**Recorded data:**
★ ★ ★
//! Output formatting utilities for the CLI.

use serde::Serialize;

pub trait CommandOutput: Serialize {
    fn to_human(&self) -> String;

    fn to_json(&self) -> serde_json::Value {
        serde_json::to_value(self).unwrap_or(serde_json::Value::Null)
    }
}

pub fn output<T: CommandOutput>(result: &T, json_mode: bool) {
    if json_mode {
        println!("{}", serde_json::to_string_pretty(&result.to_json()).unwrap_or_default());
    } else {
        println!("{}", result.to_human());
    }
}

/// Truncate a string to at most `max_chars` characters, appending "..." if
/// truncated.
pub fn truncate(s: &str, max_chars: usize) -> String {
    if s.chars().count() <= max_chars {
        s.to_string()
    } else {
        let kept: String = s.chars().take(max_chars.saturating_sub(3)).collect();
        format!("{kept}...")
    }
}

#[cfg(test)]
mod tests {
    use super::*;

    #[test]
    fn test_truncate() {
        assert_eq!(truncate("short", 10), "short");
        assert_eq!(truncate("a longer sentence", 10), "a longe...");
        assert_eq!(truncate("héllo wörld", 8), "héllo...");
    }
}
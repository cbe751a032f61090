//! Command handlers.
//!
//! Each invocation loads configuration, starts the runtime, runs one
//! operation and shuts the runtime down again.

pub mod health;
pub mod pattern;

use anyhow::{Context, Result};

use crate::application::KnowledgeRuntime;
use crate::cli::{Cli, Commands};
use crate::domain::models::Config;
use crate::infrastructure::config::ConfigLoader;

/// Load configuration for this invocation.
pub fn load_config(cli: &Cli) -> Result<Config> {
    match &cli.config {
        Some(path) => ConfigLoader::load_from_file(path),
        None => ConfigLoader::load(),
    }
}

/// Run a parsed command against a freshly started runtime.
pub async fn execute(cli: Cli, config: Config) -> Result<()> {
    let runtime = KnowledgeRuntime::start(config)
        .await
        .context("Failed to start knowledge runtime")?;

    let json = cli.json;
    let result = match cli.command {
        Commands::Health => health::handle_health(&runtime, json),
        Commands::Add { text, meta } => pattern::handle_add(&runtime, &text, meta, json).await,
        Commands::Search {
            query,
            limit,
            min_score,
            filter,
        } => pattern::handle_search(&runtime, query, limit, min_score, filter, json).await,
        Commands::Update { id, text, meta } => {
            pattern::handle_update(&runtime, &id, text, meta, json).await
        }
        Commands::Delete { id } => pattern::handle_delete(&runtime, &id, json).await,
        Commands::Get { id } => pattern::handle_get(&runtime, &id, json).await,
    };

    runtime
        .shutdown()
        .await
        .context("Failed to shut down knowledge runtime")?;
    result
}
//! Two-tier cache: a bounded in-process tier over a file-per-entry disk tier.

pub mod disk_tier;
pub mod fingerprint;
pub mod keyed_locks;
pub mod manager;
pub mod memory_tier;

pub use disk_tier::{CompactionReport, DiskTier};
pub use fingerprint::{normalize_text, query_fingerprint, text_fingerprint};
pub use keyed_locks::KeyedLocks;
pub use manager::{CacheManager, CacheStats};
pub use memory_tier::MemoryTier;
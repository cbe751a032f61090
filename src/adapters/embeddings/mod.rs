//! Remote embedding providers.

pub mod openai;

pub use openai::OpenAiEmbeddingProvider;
★ ★ ★
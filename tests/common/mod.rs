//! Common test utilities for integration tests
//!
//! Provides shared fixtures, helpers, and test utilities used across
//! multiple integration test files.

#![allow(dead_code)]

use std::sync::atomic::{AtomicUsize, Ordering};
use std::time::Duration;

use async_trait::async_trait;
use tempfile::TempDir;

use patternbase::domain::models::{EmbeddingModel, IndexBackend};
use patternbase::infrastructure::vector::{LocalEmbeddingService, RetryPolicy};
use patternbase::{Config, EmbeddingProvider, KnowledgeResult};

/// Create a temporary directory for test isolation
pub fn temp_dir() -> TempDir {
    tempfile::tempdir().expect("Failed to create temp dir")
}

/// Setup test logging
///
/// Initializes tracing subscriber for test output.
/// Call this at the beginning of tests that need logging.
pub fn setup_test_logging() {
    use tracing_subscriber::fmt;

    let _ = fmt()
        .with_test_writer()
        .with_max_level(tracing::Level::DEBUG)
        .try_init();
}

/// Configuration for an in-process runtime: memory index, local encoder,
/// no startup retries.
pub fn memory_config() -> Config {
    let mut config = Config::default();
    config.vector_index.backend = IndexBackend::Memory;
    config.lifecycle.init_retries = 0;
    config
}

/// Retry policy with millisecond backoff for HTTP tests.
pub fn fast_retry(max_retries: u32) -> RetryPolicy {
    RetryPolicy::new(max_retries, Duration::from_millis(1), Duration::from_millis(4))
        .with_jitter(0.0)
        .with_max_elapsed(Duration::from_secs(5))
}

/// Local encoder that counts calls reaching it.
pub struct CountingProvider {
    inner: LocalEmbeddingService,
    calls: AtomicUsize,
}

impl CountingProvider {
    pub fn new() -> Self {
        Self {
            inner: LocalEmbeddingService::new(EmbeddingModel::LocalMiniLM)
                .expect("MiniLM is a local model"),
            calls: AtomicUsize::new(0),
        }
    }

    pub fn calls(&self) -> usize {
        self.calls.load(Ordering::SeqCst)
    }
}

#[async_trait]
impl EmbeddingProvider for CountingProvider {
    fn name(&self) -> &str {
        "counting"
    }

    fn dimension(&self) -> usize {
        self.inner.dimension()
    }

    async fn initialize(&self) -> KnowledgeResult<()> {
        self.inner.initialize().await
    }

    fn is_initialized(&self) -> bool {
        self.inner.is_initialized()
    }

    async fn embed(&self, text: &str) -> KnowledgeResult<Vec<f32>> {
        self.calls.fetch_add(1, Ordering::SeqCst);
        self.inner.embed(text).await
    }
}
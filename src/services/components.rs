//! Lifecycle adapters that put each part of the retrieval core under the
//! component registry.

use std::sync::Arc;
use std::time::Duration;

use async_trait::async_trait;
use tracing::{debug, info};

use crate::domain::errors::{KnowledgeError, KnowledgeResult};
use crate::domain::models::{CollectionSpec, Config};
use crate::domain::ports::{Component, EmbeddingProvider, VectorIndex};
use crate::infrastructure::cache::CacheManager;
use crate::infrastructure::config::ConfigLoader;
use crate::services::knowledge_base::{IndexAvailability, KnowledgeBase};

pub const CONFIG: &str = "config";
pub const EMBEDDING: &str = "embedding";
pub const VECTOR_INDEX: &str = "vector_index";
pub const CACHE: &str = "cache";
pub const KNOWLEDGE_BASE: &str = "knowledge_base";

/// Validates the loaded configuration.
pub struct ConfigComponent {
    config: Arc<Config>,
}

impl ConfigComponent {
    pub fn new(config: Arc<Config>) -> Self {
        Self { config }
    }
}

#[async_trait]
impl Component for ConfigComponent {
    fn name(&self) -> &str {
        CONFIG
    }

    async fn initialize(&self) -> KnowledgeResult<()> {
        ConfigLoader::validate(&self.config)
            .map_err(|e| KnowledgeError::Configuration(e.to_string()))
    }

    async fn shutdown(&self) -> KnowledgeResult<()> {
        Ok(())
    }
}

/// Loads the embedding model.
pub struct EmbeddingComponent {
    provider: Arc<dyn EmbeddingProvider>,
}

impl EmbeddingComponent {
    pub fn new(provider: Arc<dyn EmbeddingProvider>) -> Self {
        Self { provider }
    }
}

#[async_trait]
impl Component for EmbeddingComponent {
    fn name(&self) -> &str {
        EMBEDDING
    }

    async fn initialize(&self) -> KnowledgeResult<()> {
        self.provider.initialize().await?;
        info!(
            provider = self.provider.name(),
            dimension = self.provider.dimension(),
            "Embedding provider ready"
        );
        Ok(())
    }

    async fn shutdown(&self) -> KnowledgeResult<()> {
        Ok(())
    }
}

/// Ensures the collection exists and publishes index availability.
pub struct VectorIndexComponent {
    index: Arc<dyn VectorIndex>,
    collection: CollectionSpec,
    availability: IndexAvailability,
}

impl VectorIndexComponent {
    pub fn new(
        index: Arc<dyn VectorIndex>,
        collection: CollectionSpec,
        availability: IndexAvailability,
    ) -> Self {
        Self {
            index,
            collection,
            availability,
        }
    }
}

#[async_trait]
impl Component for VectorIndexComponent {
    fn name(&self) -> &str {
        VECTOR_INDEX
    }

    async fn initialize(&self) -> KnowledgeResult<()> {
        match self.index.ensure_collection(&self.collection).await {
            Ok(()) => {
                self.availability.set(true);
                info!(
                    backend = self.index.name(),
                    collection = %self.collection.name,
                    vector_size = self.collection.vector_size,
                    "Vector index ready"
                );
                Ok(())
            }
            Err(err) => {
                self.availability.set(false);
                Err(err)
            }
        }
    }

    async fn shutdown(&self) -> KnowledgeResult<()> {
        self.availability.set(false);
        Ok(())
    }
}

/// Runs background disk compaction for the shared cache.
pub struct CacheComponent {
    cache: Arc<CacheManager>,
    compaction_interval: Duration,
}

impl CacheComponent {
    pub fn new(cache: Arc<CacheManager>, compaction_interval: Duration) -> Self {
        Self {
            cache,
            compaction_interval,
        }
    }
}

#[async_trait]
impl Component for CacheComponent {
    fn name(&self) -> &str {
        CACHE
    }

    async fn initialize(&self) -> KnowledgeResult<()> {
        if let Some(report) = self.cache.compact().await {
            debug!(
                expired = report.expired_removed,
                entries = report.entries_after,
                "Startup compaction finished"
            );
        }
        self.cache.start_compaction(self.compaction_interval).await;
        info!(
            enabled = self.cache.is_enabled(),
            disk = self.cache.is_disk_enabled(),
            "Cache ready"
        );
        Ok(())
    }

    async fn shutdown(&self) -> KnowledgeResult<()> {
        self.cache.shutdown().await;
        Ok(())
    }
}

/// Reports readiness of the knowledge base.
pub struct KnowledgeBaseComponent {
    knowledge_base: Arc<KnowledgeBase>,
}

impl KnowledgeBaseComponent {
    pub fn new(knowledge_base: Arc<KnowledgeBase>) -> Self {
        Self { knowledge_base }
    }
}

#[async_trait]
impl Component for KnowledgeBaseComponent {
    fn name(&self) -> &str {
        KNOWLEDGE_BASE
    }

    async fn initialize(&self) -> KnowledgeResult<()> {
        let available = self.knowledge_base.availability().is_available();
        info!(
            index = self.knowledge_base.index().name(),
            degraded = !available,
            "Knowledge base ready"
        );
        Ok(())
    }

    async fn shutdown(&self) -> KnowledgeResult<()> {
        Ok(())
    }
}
★ ★ ★
**Brief:**
Every line above that holds the word "CollectionSpec" should be copied out.

**Response area:**
use crate::domain::models::{CollectionSpec, Config};
    collection: CollectionSpec,
        collection: CollectionSpec,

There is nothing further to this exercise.